Mobil keluar jalur dan menabrak penonton dalam ajang drag race di Kotamobagu.
Kotamobagu, HunterXNews — Kasus kecelakaan maut dalam ajang Tidar Drag Race Championship 2026 di Kota Kotamobagu, Sulawesi Utara, yang menewaskan delapan orang, kini diambil alih Polda Sulawesi Utara (Sulut) dari Polres Kotamobagu.
Kapolda Sulut Irjen Pol Roycke Harry Langie mengatakan, pengambilalihan dilakukan untuk memastikan proses penyidikan berjalan terbuka, profesional dan akuntabel.“Saya akan menarik kasus ini supaya kita akan lebih terbuka, akuntabilitas penegakan hukum akan kita laksanakan,” kata Roycke kepada wartawan, Selasa (11/8/2026).
Polda Sulut kini mendalami seluruh rangkaian kejadian, termasuk mekanisme perlombaan, pihak penyelenggara, prosedur keselamatan, hingga kemungkinan adanya kelalaian yang menyebabkan kecelakaan.Sejumlah pihak telah diperiksa, termasuk pembalap dan pihak penyelenggara.
Sedikitnya lima orang dipanggil untuk menjalani pemeriksaan.“Semua pihak kita periksa.

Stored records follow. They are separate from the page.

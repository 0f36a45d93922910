//! Settings file I/O.
//!
//! The registry is the only writer. Writes go to a temp file in the same
//! directory and are renamed over the target, so readers never see a
//! half-written file. Concurrent processes are last-writer-wins.

use std::fs;
use std::io::{ErrorKind, Write};
use std::path::Path;

use chrono::{DateTime, Utc};

use crate::errors::Result;

/// Read the raw settings file. Returns `None` if it does not exist.
///
/// Decoding is left to the caller so that invalid UTF-8 is treated as a
/// malformed store rather than an I/O failure.
pub fn read_store(path: &Path) -> Result<Option<Vec<u8>>> {
    match fs::read(path) {
        Ok(contents) => Ok(Some(contents)),
        Err(e) if e.kind() == ErrorKind::NotFound => Ok(None),
        Err(e) => Err(e.into()),
    }
}

/// Replace the settings file atomically, creating its directory if needed.
pub fn write_store(path: &Path, contents: &[u8]) -> Result<()> {
    let parent = path.parent().unwrap_or(Path::new("."));
    if !parent.as_os_str().is_empty() {
        fs::create_dir_all(parent)?;
    }

    let tmp_path = parent.join(format!(
        ".{}.tmp",
        path.file_name().unwrap_or_default().to_string_lossy()
    ));

    // Auth records live in here; the file is owner-only from creation on.
    #[cfg(unix)]
    let mut file = {
        use std::os::unix::fs::{OpenOptionsExt, PermissionsExt};
        let file = fs::OpenOptions::new()
            .write(true)
            .create(true)
            .truncate(true)
            .mode(0o600)
            .open(&tmp_path)?;
        // A leftover temp file keeps its old mode; `mode` only applies on create.
        file.set_permissions(fs::Permissions::from_mode(0o600))?;
        file
    };

    #[cfg(not(unix))]
    let mut file = fs::File::create(&tmp_path)?;

    file.write_all(contents)?;
    file.sync_all()?;
    drop(file);

    fs::rename(&tmp_path, path)?;
    Ok(())
}

/// Last modification time of the settings file, `None` if it is missing.
pub fn modified_at(path: &Path) -> Result<Option<DateTime<Utc>>> {
    match fs::metadata(path) {
        Ok(meta) => Ok(Some(DateTime::<Utc>::from(meta.modified()?))),
        Err(e) if e.kind() == ErrorKind::NotFound => Ok(None),
        Err(e) => Err(e.into()),
    }
}

#[cfg(test)]
mod tests {
    use super::*;
    use tempfile::TempDir;

    #[test]
    fn read_missing_file_is_none() {
        let dir = TempDir::new().unwrap();
        assert!(read_store(&dir.path().join("settings.json")).unwrap().is_none());
        assert!(modified_at(&dir.path().join("settings.json")).unwrap().is_none());
    }

    #[test]
    fn write_creates_parent_and_replaces_contents() {
        let dir = TempDir::new().unwrap();
        let path = dir.path().join("nested").join("settings.json");

        write_store(&path, b"{\"a\":1}").unwrap();
        write_store(&path, b"{}").unwrap();

        assert_eq!(read_store(&path).unwrap().as_deref(), Some(&b"{}"[..]));
        assert!(modified_at(&path).unwrap().is_some());
        // No temp file left behind.
        assert!(!dir.path().join("nested").join(".settings.json.tmp").exists());
    }

    #[cfg(unix)]
    #[test]
    fn written_file_is_owner_only() {
        use std::os::unix::fs::PermissionsExt;

        let dir = TempDir::new().unwrap();
        let path = dir.path().join("settings.json");
        write_store(&path, b"{}").unwrap();

        let mode = fs::metadata(&path).unwrap().permissions().mode();
        assert_eq!(mode & 0o777, 0o600);
    }

    #[cfg(unix)]
    #[test]
    fn leftover_world_readable_temp_file_is_tightened() {
        use std::os::unix::fs::PermissionsExt;

        let dir = TempDir::new().unwrap();
        let path = dir.path().join("settings.json");
        let tmp = dir.path().join(".settings.json.tmp");
        fs::write(&tmp, b"stale").unwrap();
        fs::set_permissions(&tmp, fs::Permissions::from_mode(0o644)).unwrap();

        write_store(&path, b"{}").unwrap();

        let mode = fs::metadata(&path).unwrap().permissions().mode();
        assert_eq!(mode & 0o777, 0o600);
        assert_eq!(fs::read(&path).unwrap(), b"{}");
    }

    #[test]
    fn read_returns_raw_bytes_even_if_not_utf8() {
        let dir = TempDir::new().unwrap();
        let path = dir.path().join("settings.json");
        fs::write(&path, [b'{', 0xff, 0xfe, b'}']).unwrap();

        assert_eq!(
            read_store(&path).unwrap(),
            Some(vec![b'{', 0xff, 0xfe, b'}'])
        );
    }
}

Kita akan lihat alurnya, pihak penyelenggara, siapa, apa potensi yang ada di situ, mekanisme diikuti atau tidak. Ini masih berproses,” ujar Roycke.Kapolda menegaskan, pihak yang diperiksa belum dapat langsung dinyatakan bersalah.
Penyidik masih mengumpulkan bukti dan akan menetapkan tersangka apabila ditemukan unsur pidana yang cukup.“Semua bisa berpotensi, tapi kita tidak bisa mengabaikan praduga tak bersalah,” tegasnya.Kecelakaan maut terjadi pada Minggu (9/8/2026) sekitar pukul 16.00 Wita di Kelurahan Ipai, Kecamatan Kotamobagu Utara.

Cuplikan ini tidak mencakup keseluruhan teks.